Ill-defined opacity in right lung- what would YOU do?

I don’t know what to think or do, really. I have had so many problems since being diagnosed in 2007, that I am just so tired now.
So my history is…triple neg large tumour with heavy lymphovascular involvement and warned that it will probably return within 2 years, as histology was bad. Had mastectomy, FEC, Tax and Rads.
Last week I saw onc, and I insist on seeing scan results, as I am fed up with being lied to as I have been on many occasions. The CT scan showed an ‘ill-defined opacity’ in the right lung. Now I was a nurse in my past life, but even if I had not been, I would be fairly sure this would be of some concern.
Yet my Oncologist just said that he wanted me to have a plain chest x-ray before I see him…get this… in 6 months time!!!
Will somebody please tell me that I am right to be concerned? I am so fed up with fighting the system. I have long, long history of lost scan results, appointments promised but never booked, and consultants playing God with knowledge about my body. I now have my medical records from the past 5 years, and I always insist on having all my results in writing, even though this can sometimes take up to 3 months before I actually have them!
My general health is not good, and I am running out of fighting spirit, so what would you do? Should I insist on seeing him earlier, or be laid back about it, accept what he says, and try to forget about BC for 6 months?
Sorry about the long moan,
Best wishes,
Jax

Hi Jax, I think you have every right to rant. Yes, i would definately make a stance about your treatment. This is NOT acceptable. I know there are people or organisations you can complain to but not sur exactly who they are. Others on the site will certainly know. I know one of my bc friends complained to her MP and got everyone on bcc to e mail him about her terrible treatment. The MP had so many replies that his e mail box was full up !!! It must be so hard as you are feeling so unwell to carry one struggling against the system but try it. You may be surprised about how much you can achieve. If you want any help with this PM me Jax. I and others on this site are all behind you on this one and want to help in any way we can.

Rachy xx

Hi Jax,

I understand your frustration as well. Like you I am one of those who wants to know exactly what is going on. I don’t want that sort of protection, and unless I have indicated otherwise to my onc I want all the detail - it is my body. In your case I would start perhaps with a request to the onc or even the Consultant, either thru his secretary or thru the BCN for an appointment to discuss your situation with him, and take it from there.

Dawn
xx

Thanks Rach, I will e-mail you later, and thanks, Dawn. I know I should have it out with him, but he gets me screwed up before I even see him, cos I know it’s always a fight for info. Last time I had an appointment with BC nurse to try to make him understand when they have their meetings how important it is for me to have info. She admitted that he is one of old school. Last time (3 months ago) I had such a fight on my hands to get my CT, bone scan etc, and it did literally take such a huge effort and I am just not up to fighting at the moment.
Pehaps, if I just lay low for a while, collect my energy and resources together, and then try again. I have the x-ray form so I have a good mind to go and have that done in a couple of months, as they aren’t dated!!Then, if there is anything more showing, surely he will HAVE to talk to me?
When I was first diagnosed, the surgeon said I would have to see them every 3 months, but this guy always tries to get away with 6, unless I push. Weird isn’t it? Maybe he is on a low budget?!!!

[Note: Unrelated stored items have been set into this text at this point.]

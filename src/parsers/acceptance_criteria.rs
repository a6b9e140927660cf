//! Acceptance criteria parsing.
//!
//! Given/When/Then text is split into one criterion per clause. Lines
//! without a clause keyword degrade to plain criteria and are reported, never
//! rejected.

use crate::core_types::{
    AcceptanceCriterion, Clause, CriterionKind, FormatHint, ParseDegraded, ParseSource,
};
use crate::logging::log_debug;
use once_cell::sync::Lazy;
use regex::Regex;

static LIST_MARKER: Lazy<Regex> =
    Lazy::new(|| Regex::new(r"^\s*(?:[•\-\*+]|\d+[.)])\s+").expect("valid list marker regex"));

static LEADING_KEYWORD: Lazy<Regex> = Lazy::new(|| {
    Regex::new(r"(?i)^(given|when|then|and|but)\b[:,]?\s*").expect("valid keyword regex")
});

// Mid-line clauses only count when capitalized, so "a cart and a coupon" stays one clause.
static INLINE_KEYWORD: Lazy<Regex> =
    Lazy::new(|| Regex::new(r"[\s,;](Given|When|Then|And|But)\s").expect("valid keyword regex"));

static HEADING: Lazy<Regex> = Lazy::new(|| {
    Regex::new(
        r"(?i)^(?:scenario(?:\s+outline)?|feature|background|examples|acceptance\s+criteria|ac\s*\d*)\b[^:]*:\s*",
    )
    .expect("valid heading regex")
});

/// Parse acceptance criteria text. Never fails.
pub fn parse_acceptance_criteria(text: &str, format_hint: FormatHint) -> Vec<AcceptanceCriterion> {
    let mut degraded = Vec::new();
    parse_acceptance_criteria_reporting(text, format_hint, &mut degraded)
}

/// Same as [`parse_acceptance_criteria`], recording every degraded line.
pub fn parse_acceptance_criteria_reporting(
    text: &str,
    format_hint: FormatHint,
    degraded: &mut Vec<ParseDegraded>,
) -> Vec<AcceptanceCriterion> {
    let use_clauses = match format_hint {
        FormatHint::GivenWhenThen => true,
        FormatHint::Plain => false,
        FormatHint::Auto => has_clause_keywords(text),
    };

    let criteria = if use_clauses {
        parse_clauses(text, degraded)
    } else {
        parse_plain(text)
    };

    log_debug!(
        format_hint = ?format_hint,
        clause_mode = use_clauses,
        criteria = criteria.len(),
        degraded = degraded.len(),
        "Parsed acceptance criteria"
    );

    criteria
}

fn has_clause_keywords(text: &str) -> bool {
    text.lines().any(|line| {
        let line = strip_list_marker(line.trim());
        LEADING_KEYWORD.is_match(line) || INLINE_KEYWORD.is_match(line)
    })
}

fn strip_list_marker(line: &str) -> &str {
    match LIST_MARKER.find(line) {
        Some(marker) => &line[marker.end()..],
        None => line,
    }
}

fn clean_clause(body: &str) -> String {
    body.trim()
        .trim_end_matches([',', ';'])
        .trim()
        .to_string()
}

fn parse_plain(text: &str) -> Vec<AcceptanceCriterion> {
    text.lines()
        .map(|line| strip_list_marker(line.trim()).trim())
        .filter(|line| !line.is_empty())
        .map(AcceptanceCriterion::plain)
        .collect()
}

fn parse_clauses(text: &str, degraded: &mut Vec<ParseDegraded>) -> Vec<AcceptanceCriterion> {
    let mut criteria = Vec::new();

    for raw_line in text.lines() {
        let mut line = strip_list_marker(raw_line.trim()).trim();
        if line.is_empty() {
            continue;
        }
        if let Some(heading) = HEADING.find(line) {
            log_debug!(heading = %heading.as_str().trim(), "Skipping criteria heading");
            line = line[heading.end()..].trim();
            // "Scenario: Successful login" is a title, not a criterion.
            if !(LEADING_KEYWORD.is_match(line) || INLINE_KEYWORD.is_match(line)) {
                continue;
            }
        }

        for (clause, body) in split_clauses(line) {
            let body = clean_clause(body);
            match clause {
                Some(clause) if !body.is_empty() => {
                    criteria.push(AcceptanceCriterion::clause(clause, body));
                }
                Some(clause) => degraded.push(ParseDegraded::new(
                    ParseSource::AcceptanceCriteria,
                    format!("'{}' clause without text", clause.keyword()),
                )),
                None if body.is_empty() || body.ends_with(':') => {}
                None => {
                    degraded.push(ParseDegraded::new(
                        ParseSource::AcceptanceCriteria,
                        format!("no clause keyword in '{body}', kept as plain criterion"),
                    ));
                    criteria.push(AcceptanceCriterion::plain(body));
                }
            }
        }
    }

    criteria
}

/// Split one line at its clause keywords. Text before the first keyword is
/// returned without a clause.
fn split_clauses(line: &str) -> Vec<(Option<Clause>, &str)> {
    // (keyword start, clause, body start)
    let mut boundaries: Vec<(usize, Clause, usize)> = Vec::new();

    if let Some(caps) = LEADING_KEYWORD.captures(line) {
        if let (Some(whole), Some(word)) = (caps.get(0), caps.get(1)) {
            if let Some(clause) = Clause::from_keyword(word.as_str()) {
                boundaries.push((0, clause, whole.end()));
            }
        }
    }

    let scan_from = boundaries.first().map_or(0, |(_, _, body)| *body);
    for caps in INLINE_KEYWORD.captures_iter(&line[scan_from..]) {
        if let Some(word) = caps.get(1) {
            if let Some(clause) = Clause::from_keyword(word.as_str()) {
                boundaries.push((scan_from + word.start(), clause, scan_from + word.end()));
            }
        }
    }

    let mut segments = Vec::new();
    let first_start = boundaries.first().map_or(line.len(), |(start, _, _)| *start);
    if first_start > 0 {
        segments.push((None, &line[..first_start]));
    }

    for (index, (_, clause, body_start)) in boundaries.iter().enumerate() {
        let body_end = boundaries
            .get(index + 1)
            .map_or(line.len(), |(next_start, _, _)| *next_start);
        segments.push((Some(*clause), &line[*body_start..body_end]));
    }

    segments
}

/// Criteria folded back into scenarios.
#[derive(Debug, Clone, PartialEq, Eq)]
pub enum CriterionGroup {
    Scenario {
        given: Vec<String>,
        when: Vec<String>,
        then: Vec<String>,
    },
    Plain(String),
}

/// Fold clauses into `{given, when, then}` scenarios.
///
/// `And` continues the previous clause. A `Given` that follows a `When` or
/// `Then` starts a new scenario. Plain criteria stand alone.
pub fn group_scenarios(criteria: &[AcceptanceCriterion]) -> Vec<CriterionGroup> {
    let mut groups = Vec::new();
    let mut given: Vec<String> = Vec::new();
    let mut when: Vec<String> = Vec::new();
    let mut then: Vec<String> = Vec::new();
    let mut last = Clause::Given;

    let flush = |groups: &mut Vec<CriterionGroup>,
                 given: &mut Vec<String>,
                 when: &mut Vec<String>,
                 then: &mut Vec<String>| {
        if !(given.is_empty() && when.is_empty() && then.is_empty()) {
            groups.push(CriterionGroup::Scenario {
                given: std::mem::take(given),
                when: std::mem::take(when),
                then: std::mem::take(then),
            });
        }
    };

    for criterion in criteria {
        if criterion.kind == CriterionKind::Plain {
            flush(&mut groups, &mut given, &mut when, &mut then);
            groups.push(CriterionGroup::Plain(criterion.text.clone()));
            last = Clause::Given;
            continue;
        }

        let clause = match criterion.clause.unwrap_or(Clause::And) {
            Clause::And => last,
            other => other,
        };

        if clause == Clause::Given && !(when.is_empty() && then.is_empty()) {
            flush(&mut groups, &mut given, &mut when, &mut then);
        }

        match clause {
            Clause::Given | Clause::And => given.push(criterion.text.clone()),
            Clause::When => when.push(criterion.text.clone()),
            Clause::Then => then.push(criterion.text.clone()),
        }
        last = clause;
    }

    flush(&mut groups, &mut given, &mut when, &mut then);
    groups
}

Jax isn’t there another oncologist who you can ask to be transferred to in the same hospital. This all sounds so unsatisfactory for you.

Dawn
xx

I’m completely out of fight right now, Dawn. I just can’t face the hassle, so feel like curling up in a ball, and letting it all go on around me. I have fought so hard, and had such bad treatment from so many quarters, I don’t think I can be bothered any more.
Sorry to sound so negative. I asked you girls for help, and you have been so kind to reply. Thank you so much.